About the Lyon Daughters Lecture

 

    Since 1992, the Rochester Academy of Medicine and the Lyon family have sponsored the Annual Lyon Daughters Lecture. This is a series of lectures that explore ethical issues of health care that appeal to the general public as well as to physicians. The lecture series was the idea of Allis Van Voorhis D'Amanda, granddaughter of Carolyn and Edmund Lyon. The lectures are held in the Lyon home which the Lyon's three daughters gave to the Academy in 1938. The daughters, Elzabeth Lyon Kidd born in 1898, the twins, Carolyn Lyon Remington and Linda Lyon Van Voorhis, born in 1902, inherited their parent's sense of civic pride, philanthropy and responsibility. It seems appropriate to honor these ladies in a way that would expand the medical educational activities that are one of the Academy's missions and reflect the humanitarian and cultural ideals of the Lyon family.

 

The 2008 Lyon Daughters Lecture will be:

Alzheimer's Disease: The Crux of Growing Old
Inevitable or Preventable?


Berislav V. Zlokovic, M.D., Ph.D.

Berislav V. Zlokovic, M.D., Ph.D. is Dean’s Professor and Professor of Neurosurgery & Neurology Director, Center for Neurodegenerative and Vascular Brain Disorders; Director, Frank P. Smith Laboratories for Neuroscience and Neurosurgical Research; Associate Chairman for Neurosurgery, University of Rochester Medical Center.

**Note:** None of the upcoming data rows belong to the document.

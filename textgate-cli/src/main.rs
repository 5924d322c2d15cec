//! textgate command-line entry point

use clap::Parser;
use std::process::ExitCode;
use textgate_cli::commands::Commands;

/// Check whether documents contain a pattern without loading them whole
#[derive(Debug, Parser)]
#[command(name = "textgate", version, about, long_about = None)]
struct Cli {
    #[command(subcommand)]
    command: Commands,
}

fn main() -> ExitCode {
    let cli = Cli::parse();

    match cli.command.execute() {
        Ok(code) => code,
        Err(e) => {
            eprintln!("Error: {e:#}");
            ExitCode::from(2)
        }
    }
}
//! JSON output formatter

use super::{FileReport, OutputFormatter};
use anyhow::Result;
use std::io::Write;

/// JSON formatter - outputs file reports as a JSON array
pub struct JsonFormatter<W: Write> {
    writer: W,
    reports: Vec<FileReport>,
    pretty: bool,
}

impl<W: Write> JsonFormatter<W> {
    /// Create a new JSON formatter
    pub fn new(writer: W, pretty: bool) -> Self {
        Self {
            writer,
            reports: Vec::new(),
            pretty,
        }
    }
}

impl<W: Write> OutputFormatter for JsonFormatter<W> {
    fn format_report(&mut self, report: &FileReport) -> Result<()> {
        self.reports.push(report.clone());
        Ok(())
    }

    fn finish(&mut self) -> Result<()> {
        if self.pretty {
            serde_json::to_writer_pretty(&mut self.writer, &self.reports)?;
        } else {
            serde_json::to_writer(&mut self.writer, &self.reports)?;
        }
        writeln!(self.writer)?;
        self.writer.flush()?;
        Ok(())
    }
}
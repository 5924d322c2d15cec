//! Sectioned evaluation of document content
//!
//! The evaluator reads content one section at a time through a
//! [`ChunkSource`], hands each section to a predicate closure and stops as
//! soon as one section matches. Only the section under test is ever held in
//! memory: it is dropped as soon as the predicate returns.
//!
//! The predicate always runs at least once. Content that yields no text at
//! all is tested as a single empty section with index 0, which gives
//! metadata-only conditions a chance to run.

use crate::{
    config::EvaluatorConfig,
    error::Result,
    reader::TextReader,
    source::{ChunkSource, ScopedSource},
};
use log::{debug, trace};
use std::io::{self, Read};

/// Evaluates content section by section with bounded memory
#[derive(Debug, Clone, Default)]
pub struct SectionedEvaluator {
    config: EvaluatorConfig,
}

impl SectionedEvaluator {
    /// Create an evaluator with the default configuration
    pub fn new() -> Self {
        Self::default()
    }

    /// Create an evaluator with a custom configuration
    pub fn with_config(config: EvaluatorConfig) -> Result<Self> {
        config.validate()?;
        Ok(Self { config })
    }

    /// Configuration in use
    pub fn config(&self) -> &EvaluatorConfig {
        &self.config
    }

    /// Evaluate `content`, reading it through a [`TextReader`] sized to the
    /// configured maximum section size
    pub fn evaluate<R, P>(&self, content: R, predicate: P) -> Result<bool>
    where
        R: Read,
        P: FnMut(&str, usize) -> Result<bool>,
    {
        self.evaluate_source(
            TextReader::new(content, self.config.max_section_size),
            predicate,
        )
    }

    /// Evaluate optional content; absent content is evaluated as empty
    pub fn evaluate_optional<R, P>(&self, content: Option<R>, predicate: P) -> Result<bool>
    where
        R: Read,
        P: FnMut(&str, usize) -> Result<bool>,
    {
        match content {
            Some(reader) => self.evaluate(reader, predicate),
            None => self.evaluate(io::empty(), predicate),
        }
    }

    /// Evaluate the sections produced by an already opened chunk source
    ///
    /// The source is closed exactly once before this returns, whatever the
    /// outcome.
    pub fn evaluate_source<S, P>(&self, source: S, mut predicate: P) -> Result<bool>
    where
        S: ChunkSource,
        P: FnMut(&str, usize) -> Result<bool>,
    {
        let mut source = ScopedSource::new(source);
        let mut section_index = 0;

        while let Some(section) = source.read_next()? {
            trace!("testing section {section_index} ({} bytes)", section.len());
            let matched = predicate(section.as_str(), section_index)?;
            section_index += 1;
            drop(section);

            if matched {
                debug!("section {} matched, skipping remaining content", section_index - 1);
                source.release()?;
                return Ok(true);
            }
        }

        let matched = if section_index == 0 {
            trace!("no content to read, testing an empty section");
            predicate("", 0)?
        } else {
            false
        };

        source.release()?;
        debug!("evaluated {section_index} section(s), matched: {matched}");
        Ok(matched)
    }
}

/// Evaluate `content` in sections of at most `max_section_size` characters
///
/// Returns `true` as soon as `predicate` accepts a section, `false` once the
/// content is exhausted without a match. A `max_section_size` of zero is
/// rejected before anything is read.
pub fn evaluate<R, P>(content: R, max_section_size: usize, predicate: P) -> Result<bool>
where
    R: Read,
    P: FnMut(&str, usize) -> Result<bool>,
{
    SectionedEvaluator::with_config(EvaluatorConfig::new(max_section_size))?
        .evaluate(content, predicate)
}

Every once in a while a scientist’s work fundamentally changes his peer’s views. Such is the case of the recent findings of Dr. Berislav Zlokovic. Much of the work by Dr. Zlokovic, who is known internationally for his work on stroke as well as Alzheimer’s, focuses on the crucial role of blood vessels. He has shown that blood circulation and clearance at the blood-brain barrier play a key role in ridding the brain of the toxic amyloid beta that attacks the brains of Alzheimer’s patients.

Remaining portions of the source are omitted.